What is needed -> Your response should be the listing below, repeated exactly and in full.

Exercise input ->

_ _ _ _ _

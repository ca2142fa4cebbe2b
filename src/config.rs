//! Pipeline parameters.
//!
//! Parameters are loaded from a JSON file with one optional section per
//! stage. Missing sections and fields take the defaults below.
//!
//! ```json
//! {
//!   "data_dir": "data/",
//!   "process": { "fps": ["enwiki-20200101-pages-meta-history1.xml-p10p1036"], "page_chunk": 10 },
//!   "m_stat": { "fps": ["light-dump-enwiki-20200101-pages-meta-history1-xml-p10p1036.txt"], "extra_stats": true }
//! }
//! ```

use serde::{Deserialize, Serialize};
use std::path::{Path, PathBuf};

use crate::DEFAULT_PAGE_CHUNK;

/// Error type for configuration loading.
#[derive(Debug, thiserror::Error)]
pub enum ConfigError {
    /// Params file could not be read.
    #[error("Failed to read params file {path}: {source}")]
    Io {
        /// File that failed.
        path: PathBuf,
        /// Underlying error.
        source: std::io::Error,
    },
    /// Params file is not valid JSON for this schema.
    #[error("Invalid params JSON: {0}")]
    Json(#[from] serde_json::Error),
    /// A field holds a value outside its domain.
    #[error("Invalid {field}: {reason}")]
    Invalid {
        /// Offending field.
        field: &'static str,
        /// What is wrong with it.
        reason: String,
    },
}

/// Output format of the conversion stage.
#[derive(Debug, Clone, Copy, PartialEq, Eq, Default, Serialize, Deserialize)]
#[serde(rename_all = "snake_case")]
pub enum OutputFormat {
    /// Line-oriented compact trace (input of the scorer).
    #[default]
    Compact,
    /// One JSON object per revision with the selected tags.
    Tabular,
}

/// What to do with a revision whose contributor has no username or IP.
#[derive(Debug, Clone, Copy, PartialEq, Eq, Default, Serialize, Deserialize)]
#[serde(rename_all = "snake_case")]
pub enum MissingEditorPolicy {
    /// Attribute the edit to [`crate::types::UNKNOWN_EDITOR`].
    #[default]
    Sentinel,
    /// Fail the file.
    Reject,
}

/// Attribute that the tabular format can project.
#[derive(Debug, Clone, Copy, PartialEq, Eq, Hash, PartialOrd, Ord, Serialize, Deserialize)]
#[serde(rename_all = "snake_case")]
pub enum Tag {
    /// Page id.
    PageId,
    /// Page title.
    PageTitle,
    /// Revision id.
    RevId,
    /// Parent revision id.
    ParentId,
    /// Revision timestamp.
    Timestamp,
    /// Edit summary.
    Comment,
    /// Content model.
    Model,
    /// Content format.
    Format,
    /// Text sha1.
    Sha1,
    /// Contributor username.
    Username,
    /// Contributor account id.
    UserId,
    /// Contributor IP.
    UserIp,
}

impl Tag {
    /// Column name in tabular output.
    pub fn as_str(&self) -> &'static str {
        match self {
            Self::PageId => "page_id",
            Self::PageTitle => "page_title",
            Self::RevId => "rev_id",
            Self::ParentId => "parent_id",
            Self::Timestamp => "timestamp",
            Self::Comment => "comment",
            Self::Model => "model",
            Self::Format => "format",
            Self::Sha1 => "sha1",
            Self::Username => "username",
            Self::UserId => "user_id",
            Self::UserIp => "user_ip",
        }
    }

    /// Tags projected when none are configured.
    pub fn default_set() -> Vec<Tag> {
        vec![Tag::PageTitle, Tag::RevId, Tag::ParentId, Tag::Username, Tag::UserIp]
    }
}

/// Parameters of the dump conversion stage.
#[derive(Debug, Clone, PartialEq, Serialize, Deserialize)]
#[serde(default)]
pub struct ProcessParams {
    /// Decompressed dump files, relative to `<data_dir>/temp/`.
    pub fps: Vec<String>,
    /// Pages held in memory before a batch is encoded and flushed.
    pub page_chunk: usize,
    /// Output format.
    pub out_format: OutputFormat,
    /// Tags for tabular output.
    pub tags: Vec<Tag>,
    /// Handling of revisions without editor identity.
    pub missing_editor: MissingEditorPolicy,
}

impl Default for ProcessParams {
    fn default() -> Self {
        Self {
            fps: Vec::new(),
            page_chunk: DEFAULT_PAGE_CHUNK,
            out_format: OutputFormat::default(),
            tags: Tag::default_set(),
            missing_editor: MissingEditorPolicy::default(),
        }
    }
}

/// Parameters of the batch scoring stage.
#[derive(Debug, Clone, Default, PartialEq, Serialize, Deserialize)]
#[serde(default)]
pub struct MStatParams {
    /// Trace files, relative to `<data_dir>/out/`.
    pub fps: Vec<String>,
    /// Report edit, revert, editor and mutual-editor counts.
    pub extra_stats: bool,
}

/// Parameters of the article extraction stage.
#[derive(Debug, Clone, Default, PartialEq, Serialize, Deserialize)]
#[serde(default)]
pub struct ExtractParams {
    /// Trace files to search, relative to `<data_dir>/out/`.
    pub fps: Vec<String>,
    /// Titles to extract.
    pub desired_articles: Vec<String>,
}

/// Parameters of the time-series stage.
#[derive(Debug, Clone, Default, PartialEq, Serialize, Deserialize)]
#[serde(default)]
pub struct OverTimeParams {
    /// Single-article trace files, relative to `<data_dir>/out/`.
    pub fps: Vec<String>,
}

/// All pipeline parameters.
#[derive(Debug, Clone, PartialEq, Serialize, Deserialize)]
#[serde(default)]
pub struct PipelineConfig {
    /// Root of the data layout.
    pub data_dir: PathBuf,
    /// Conversion stage.
    pub process: ProcessParams,
    /// Batch scoring stage.
    pub m_stat: MStatParams,
    /// Article extraction stage.
    pub extract: ExtractParams,
    /// Time-series stage.
    pub over_time: OverTimeParams,
}

impl Default for PipelineConfig {
    fn default() -> Self {
        Self {
            data_dir: PathBuf::from("data"),
            process: ProcessParams::default(),
            m_stat: MStatParams::default(),
            extract: ExtractParams::default(),
            over_time: OverTimeParams::default(),
        }
    }
}

impl PipelineConfig {
    /// Parse and validate a JSON document.
    pub fn from_json(json: &str) -> Result<Self, ConfigError> {
        let config: Self = serde_json::from_str(json)?;
        config.validate()?;
        Ok(config)
    }

    /// Load and validate a JSON params file.
    pub fn load(path: &Path) -> Result<Self, ConfigError> {
        let json = std::fs::read_to_string(path).map_err(|source| ConfigError::Io {
            path: path.to_path_buf(),
            source,
        })?;
        Self::from_json(&json)
    }

    /// Check value domains.
    pub fn validate(&self) -> Result<(), ConfigError> {
        if self.process.page_chunk == 0 {
            return Err(ConfigError::Invalid {
                field: "process.page_chunk",
                reason: "must be at least 1".to_string(),
            });
        }
        if self.process.out_format == OutputFormat::Tabular && self.process.tags.is_empty() {
            return Err(ConfigError::Invalid {
                field: "process.tags",
                reason: "tabular output needs at least one tag".to_string(),
            });
        }
        Ok(())
    }

    /// Directory holding decompressed dumps.
    pub fn temp_dir(&self) -> PathBuf {
        self.data_dir.join("temp")
    }

    /// Directory holding traces and extracted articles.
    pub fn out_dir(&self) -> PathBuf {
        self.data_dir.join("out")
    }

    /// Directory holding score tables and time series.
    pub fn m_stat_dir(&self) -> PathBuf {
        self.data_dir.join("out_m_stat")
    }
}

_ _ _ _ _

Result ->
repository ca2142fa4cebbe2b
filename src/config.rs
//! Pipeline parameters.
//!
//! Parameters are loaded from a JSON file with one optional section per
//! stage. Missing sections and fields take the defaults below.
//!
//! ```json
//! {
//!   "data_dir": "data/",
//!   "process": { "fps": ["enwiki-20200101-pages-meta-history1.xml-p10p1036"], "page_chunk": 10 },
//!   "m_stat": { "fps": ["light-dump-enwiki-20200101-pages-meta-history1-xml-p10p1036.txt"], "extra_stats": true }
//! }
//! ```

use serde::{Deserialize, Serialize};
use std::path::{Path, PathBuf};

use crate::DEFAULT_PAGE_CHUNK;

/// Error type for configuration loading.
#[derive(Debug, thiserror::Error)]
pub enum ConfigError {
    /// Params file could not be read.
    #[error("Failed to read params file {path}: {source}")]
    Io {
        /// File that failed.
        path: PathBuf,
        /// Underlying error.
        source: std::io::Error,
    },
    /// Params file is not valid JSON for this schema.
    #[error("Invalid params JSON: {0}")]
    Json(#[from] serde_json::Error),
    /// A field holds a value outside its domain.
    #[error("Invalid {field}: {reason}")]
    Invalid {
        /// Offending field.
        field: &'static str,
        /// What is wrong with it.
        reason: String,
    },
}

/// Output format of the conversion stage.
#[derive(Debug, Clone, Copy, PartialEq, Eq, Default, Serialize, Deserialize)]
#[serde(rename_all = "snake_case")]
pub enum OutputFormat {
    /// Line-oriented compact trace (input of the scorer).
    #[default]
    Compact,
    /// One JSON object per revision with the selected tags.
    Tabular,
}

/// What to do with a revision whose contributor has no username or IP.
#[derive(Debug, Clone, Copy, PartialEq, Eq, Default, Serialize, Deserialize)]
#[serde(rename_all = "snake_case")]
pub enum MissingEditorPolicy {
    /// Attribute the edit to [`crate::types::UNKNOWN_EDITOR`].
    #[default]
    Sentinel,
    /// Fail the file.
    Reject,
}

/// Attribute that the tabular format can project.
#[derive(Debug, Clone, Copy, PartialEq, Eq, Hash, PartialOrd, Ord, Serialize, Deserialize)]
#[serde(rename_all = "snake_case")]
pub enum Tag {
    /// Page id.
    PageId,
    /// Page title.
    PageTitle,
    /// Revision id.
    RevId,
    /// Parent revision id.
    ParentId,
    /// Revision timestamp.
    Timestamp,
    /// Edit summary.
    Comment,
    /// Content model.
    Model,
    /// Content format.
    Format,
    /// Text sha1.
    Sha1,
    /// Contributor username.
    Username,
    /// Contributor account id.
    UserId,
    /// Contributor IP.
    UserIp,
}

impl Tag {
    /// Column name in tabular output.
    pub fn as_str(&self) -> &'static str {
        match self {
            Self::PageId => "page_id",
            Self::PageTitle => "page_title",
            Self::RevId => "rev_id",
            Self::ParentId => "parent_id",
            Self::Timestamp => "timestamp",
            Self::Comment => "comment",
            Self::Model => "model",
            Self::Format => "format",
            Self::Sha1 => "sha1",
            Self::Username => "username",
            Self::UserId => "user_id",
            Self::UserIp => "user_ip",
        }
    }

    /// Tags projected when none are configured.
    pub fn default_set() -> Vec<Tag> {
        vec![Tag::PageTitle, Tag::RevId, Tag::ParentId, Tag::Username, Tag::UserIp]
    }
}

/// Parameters of the dump conversion stage.
#[derive(Debug, Clone, PartialEq, Serialize, Deserialize)]
#[serde(default)]
pub struct ProcessParams {
    /// Decompressed dump files, relative to `<data_dir>/temp/`.
    pub fps: Vec<String>,
    /// Pages held in memory before a batch is encoded and flushed.
    pub page_chunk: usize,
    /// Output format.
    pub out_format: OutputFormat,
    /// Tags for tabular output.
    pub tags: Vec<Tag>,
    /// Handling of revisions without editor identity.
    pub missing_editor: MissingEditorPolicy,
}

impl Default for ProcessParams {
    fn default() -> Self {
        Self {
            fps: Vec::new(),
            page_chunk: DEFAULT_PAGE_CHUNK,
            out_format: OutputFormat::default(),
            tags: Tag::default_set(),
            missing_editor: MissingEditorPolicy::default(),
        }
    }
}

/// Parameters of the batch scoring stage.
#[derive(Debug, Clone, Default, PartialEq, Serialize, Deserialize)]
#[serde(default)]
pub struct MStatParams {
    /// Trace files, relative to `<data_dir>/out/`.
    pub fps: Vec<String>,
    /// Report edit, revert, editor and mutual-editor counts.
    pub extra_stats: bool,
}

/// Parameters of the article extraction stage.
#[derive(Debug, Clone, Default, PartialEq, Serialize, Deserialize)]
#[serde(default)]
pub struct ExtractParams {
    /// Trace files to search, relative to `<data_dir>/out/`.
    pub fps: Vec<String>,
    /// Titles to extract.
    pub desired_articles: Vec<String>,
}

/// Parameters of the time-series stage.
#[derive(Debug, Clone, Default, PartialEq, Serialize, Deserialize)]
#[serde(default)]
pub struct OverTimeParams {
    /// Single-article trace files, relative to `<data_dir>/out/`.
    pub fps: Vec<String>,
}

/// All pipeline parameters.
#[derive(Debug, Clone, PartialEq, Serialize, Deserialize)]
#[serde(default)]
pub struct PipelineConfig {
    /// Root of the data layout.
    pub data_dir: PathBuf,
    /// Conversion stage.
    pub process: ProcessParams,
    /// Batch scoring stage.
    pub m_stat: MStatParams,
    /// Article extraction stage.
    pub extract: ExtractParams,
    /// Time-series stage.
    pub over_time: OverTimeParams,
}

impl Default for PipelineConfig {
    fn default() -> Self {
        Self {
            data_dir: PathBuf::from("data"),
            process: ProcessParams::default(),
            m_stat: MStatParams::default(),
            extract: ExtractParams::default(),
            over_time: OverTimeParams::default(),
        }
    }
}

impl PipelineConfig {
    /// Parse and validate a JSON document.
    pub fn from_json(json: &str) -> Result<Self, ConfigError> {
        let config: Self = serde_json::from_str(json)?;
        config.validate()?;
        Ok(config)
    }

    /// Load and validate a JSON params file.
    pub fn load(path: &Path) -> Result<Self, ConfigError> {
        let json = std::fs::read_to_string(path).map_err(|source| ConfigError::Io {
            path: path.to_path_buf(),
            source,
        })?;
        Self::from_json(&json)
    }

    /// Check value domains.
    pub fn validate(&self) -> Result<(), ConfigError> {
        if self.process.page_chunk == 0 {
            return Err(ConfigError::Invalid {
                field: "process.page_chunk",
                reason: "must be at least 1".to_string(),
            });
        }
        if self.process.out_format == OutputFormat::Tabular && self.process.tags.is_empty() {
            return Err(ConfigError::Invalid {
                field: "process.tags",
                reason: "tabular output needs at least one tag".to_string(),
            });
        }
        Ok(())
    }

    /// Directory holding decompressed dumps.
    pub fn temp_dir(&self) -> PathBuf {
        self.data_dir.join("temp")
    }

    /// Directory holding traces and extracted articles.
    pub fn out_dir(&self) -> PathBuf {
        self.data_dir.join("out")
    }

    /// Directory holding score tables and time series.
    pub fn m_stat_dir(&self) -> PathBuf {
        self.data_dir.join("out_m_stat")
    }
}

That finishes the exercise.